On the upside, we have enjoyed some aspects of "the city life".  It's been so nice to be able to hop in the car and run down to the local grocery store when we forget our toothbrushes, or the local bakery when we want bread for lunch, or the local restaurant when we want a quick meal of rice and sauce, or the local hardware store when we need a new shower head, plumbing parts, or even a fan.  Diapaga is now "on the grid" and has city water.  Not sure how reliable it will prove to be, but so far we've not had any problems.  The only "modern convenience" I miss for the moment is my internet!

So, until we either find a way to access the internet from Diapaga, or until our next trip in to Mahadaga, fare ye well!


  1. Poor Liz! No wonder she has a complex when everyone picks on her. But hey, she's following in her father's footsteps. The bugs sound nasty, but the fowl on the roof has got to be annoying. Maybe after your there for a while--they will go around you--instead of over you. Reminds me of a kids song--lets go on a bear hunt! Have fun! Study hard!

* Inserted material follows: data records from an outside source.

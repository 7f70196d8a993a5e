//! Request identification.
//!
//! # Responsibilities
//! - Generate a unique request ID (UUID v4) unless the client sent one
//! - Echo the ID on the response
//! - Hand the same ID to the module chain for log correlation
//!
//! # Design Decisions
//! - Request ID added as early as possible for tracing

use axum::http::{HeaderMap, HeaderName};
use tower_http::request_id::{MakeRequestUuid, PropagateRequestIdLayer, SetRequestIdLayer};

pub const X_REQUEST_ID: &str = "x-request-id";

fn header_name() -> HeaderName {
    HeaderName::from_static(X_REQUEST_ID)
}

/// Layer assigning `x-request-id` to requests that lack one.
pub fn set_request_id_layer() -> SetRequestIdLayer<MakeRequestUuid> {
    SetRequestIdLayer::new(header_name(), MakeRequestUuid)
}

/// Layer copying the request's `x-request-id` onto the response.
pub fn propagate_request_id_layer() -> PropagateRequestIdLayer {
    PropagateRequestIdLayer::new(header_name())
}

/// The request ID carried by `headers`, if any.
pub fn request_id(headers: &HeaderMap) -> Option<String> {
    headers
        .get(X_REQUEST_ID)
        .and_then(|v| v.to_str().ok())
        .filter(|v| !v.is_empty())
        .map(str::to_string)
}
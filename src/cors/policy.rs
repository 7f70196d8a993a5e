//! Cross-origin policy evaluation.
//!
//! # Design Decisions
//! - Origins and methods are split, trimmed and lowercased once, at construction
//! - Allowed headers are not pre-split: a preflight gets back what it asked for
//! - Origin-less local requests bypass the policy entirely, unless every setting
//!   is the wildcard (then even they get `*`)

use axum::body::Bytes;
use axum::http::header::{
    ACCESS_CONTROL_ALLOW_HEADERS, ACCESS_CONTROL_ALLOW_METHODS, ACCESS_CONTROL_ALLOW_ORIGIN,
    ACCESS_CONTROL_REQUEST_HEADERS, ACCESS_CONTROL_REQUEST_METHOD, ORIGIN,
};
use axum::http::{HeaderValue, Method, StatusCode};
use thiserror::Error;

use crate::config::CorsConfig;
use crate::http::RequestContext;
use crate::pipeline::ModuleError;

/// Wildcard accepted for origins, headers and methods.
pub const ALL: &str = "*";

#[derive(Debug, Error, Clone, PartialEq, Eq)]
pub enum CorsConfigError {
    #[error("CORS {0} must not be empty")]
    Empty(&'static str),
}

/// What the policy did with a request.
#[derive(Debug, Clone, Copy, PartialEq, Eq)]
pub enum CorsOutcome {
    /// Local or wildcard-origin request; no CORS headers written.
    Bypassed,
    /// Allow-origin header written; the chain continues.
    Allowed,
    /// Preflight answered and the request marked handled.
    Preflight,
    /// Origin not in the allow-list; no CORS headers written.
    Denied,
}

/// Immutable allow-list built from the configured origins, headers and methods.
#[derive(Debug, Clone)]
pub struct CorsPolicy {
    origins: String,
    headers: String,
    methods: String,
    valid_origins: Vec<String>,
    valid_methods: Vec<String>,
}

impl CorsPolicy {
    /// Build a policy. Each argument is [`ALL`] or a comma-separated list.
    pub fn new(
        origins: impl Into<String>,
        headers: impl Into<String>,
        methods: impl Into<String>,
    ) -> Result<Self, CorsConfigError> {
        let origins = required(origins.into(), "origins")?;
        let headers = required(headers.into(), "headers")?;
        let methods = required(methods.into(), "methods")?;

        let valid_origins = split_lowercase(&origins);
        let valid_methods = split_lowercase(&methods);

        Ok(Self {
            origins,
            headers,
            methods,
            valid_origins,
            valid_methods,
        })
    }

    /// Policy allowing every origin, header and method.
    pub fn permissive() -> Self {
        Self {
            origins: ALL.to_string(),
            headers: ALL.to_string(),
            methods: ALL.to_string(),
            valid_origins: vec![ALL.to_string()],
            valid_methods: vec![ALL.to_string()],
        }
    }

    pub fn from_config(config: &CorsConfig) -> Result<Self, CorsConfigError> {
        Self::new(
            config.origins.clone(),
            config.headers.clone(),
            config.methods.clone(),
        )
    }

    pub fn origins(&self) -> &str {
        &self.origins
    }

    pub fn headers(&self) -> &str {
        &self.headers
    }

    pub fn methods(&self) -> &str {
        &self.methods
    }

    /// True when origins, headers and methods are all the wildcard.
    pub fn allows_everything(&self) -> bool {
        self.origins == ALL && self.headers == ALL && self.methods == ALL
    }

    /// Evaluate the policy against `ctx`, writing response headers and answering
    /// preflights. A preflight asking for a disallowed method is a bad request.
    pub fn apply(&self, ctx: &mut RequestContext) -> Result<CorsOutcome, ModuleError> {
        let is_options = *ctx.method() == Method::OPTIONS;

        if self.allows_everything() {
            ctx.set_response_header(ACCESS_CONTROL_ALLOW_ORIGIN, HeaderValue::from_static(ALL));
            if is_options {
                self.validate_preflight(ctx)?;
                answer_preflight(ctx);
                return Ok(CorsOutcome::Preflight);
            }
            return Ok(CorsOutcome::Allowed);
        }

        let origin = ctx.headers().get(ORIGIN).cloned();
        let origin_text = origin
            .as_ref()
            .and_then(|v| v.to_str().ok())
            .map(str::trim)
            .unwrap_or_default();

        if origin_text.is_empty() && ctx.is_local() {
            return Ok(CorsOutcome::Bypassed);
        }

        if self.origins == ALL {
            return Ok(CorsOutcome::Bypassed);
        }

        let lowered = origin_text.to_lowercase();
        if lowered.is_empty() || !self.valid_origins.contains(&lowered) {
            tracing::debug!(
                request_id = %ctx.id(),
                origin = origin_text,
                "Origin not in CORS allow-list"
            );
            return Ok(CorsOutcome::Denied);
        }
        let Some(origin) = origin else {
            return Ok(CorsOutcome::Denied);
        };

        ctx.set_response_header(ACCESS_CONTROL_ALLOW_ORIGIN, origin);
        if is_options {
            self.validate_preflight(ctx)?;
            answer_preflight(ctx);
            return Ok(CorsOutcome::Preflight);
        }
        Ok(CorsOutcome::Allowed)
    }

    fn validate_preflight(&self, ctx: &mut RequestContext) -> Result<(), ModuleError> {
        if let Some(requested) = ctx.headers().get(ACCESS_CONTROL_REQUEST_HEADERS).cloned() {
            if !is_blank(&requested) {
                ctx.set_response_header(ACCESS_CONTROL_ALLOW_HEADERS, requested);
            }
        }

        let Some(requested) = ctx.headers().get(ACCESS_CONTROL_REQUEST_METHOD).cloned() else {
            return Ok(());
        };
        if is_blank(&requested) {
            return Ok(());
        }

        if self.methods != ALL {
            let text = requested.to_str().unwrap_or_default();
            let overlaps = split_lowercase(text)
                .iter()
                .any(|method| self.valid_methods.contains(method));
            if !overlaps {
                tracing::debug!(
                    request_id = %ctx.id(),
                    requested_method = text,
                    "Preflight requested a disallowed method"
                );
                return Err(ModuleError::bad_request(format!(
                    "method '{text}' is not allowed by the CORS policy"
                )));
            }
        }

        ctx.set_response_header(ACCESS_CONTROL_ALLOW_METHODS, requested);
        Ok(())
    }
}

fn answer_preflight(ctx: &mut RequestContext) {
    ctx.respond(StatusCode::NO_CONTENT, Bytes::new());
}

fn required(value: String, field: &'static str) -> Result<String, CorsConfigError> {
    let trimmed = value.trim();
    if trimmed.is_empty() {
        return Err(CorsConfigError::Empty(field));
    }
    Ok(trimmed.to_string())
}

fn is_blank(value: &HeaderValue) -> bool {
    value.to_str().map(|s| s.trim().is_empty()).unwrap_or(false)
}

/// Comma-separated list, trimmed, lowercased, empty items and duplicates dropped.
fn split_lowercase(list: &str) -> Vec<String> {
    let mut items: Vec<String> = Vec::new();
    for item in list.split(',') {
        let item = item.trim().to_lowercase();
        if !item.is_empty() && !items.contains(&item) {
            items.push(item);
        }
    }
    items
}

  2. Glad you're getting settled in! It does sound like quite an adventure and ew, ew, ew about the critters! I know how loud those guinea hens can be. Nate's mom has two and they are so loud. It's amazing where they choose to roost too! How annoying that they travel during the early morning hours, but hey, they probably take care of a lot of pests too. I know that's why Nate's mom has them - she says they eat a lot of bugs. So, maybe they're part of an answer to prayer so you don't have even more buggie critters...?
    We're thinking and praying for you and hope it goes well.
    Love, Rachel E.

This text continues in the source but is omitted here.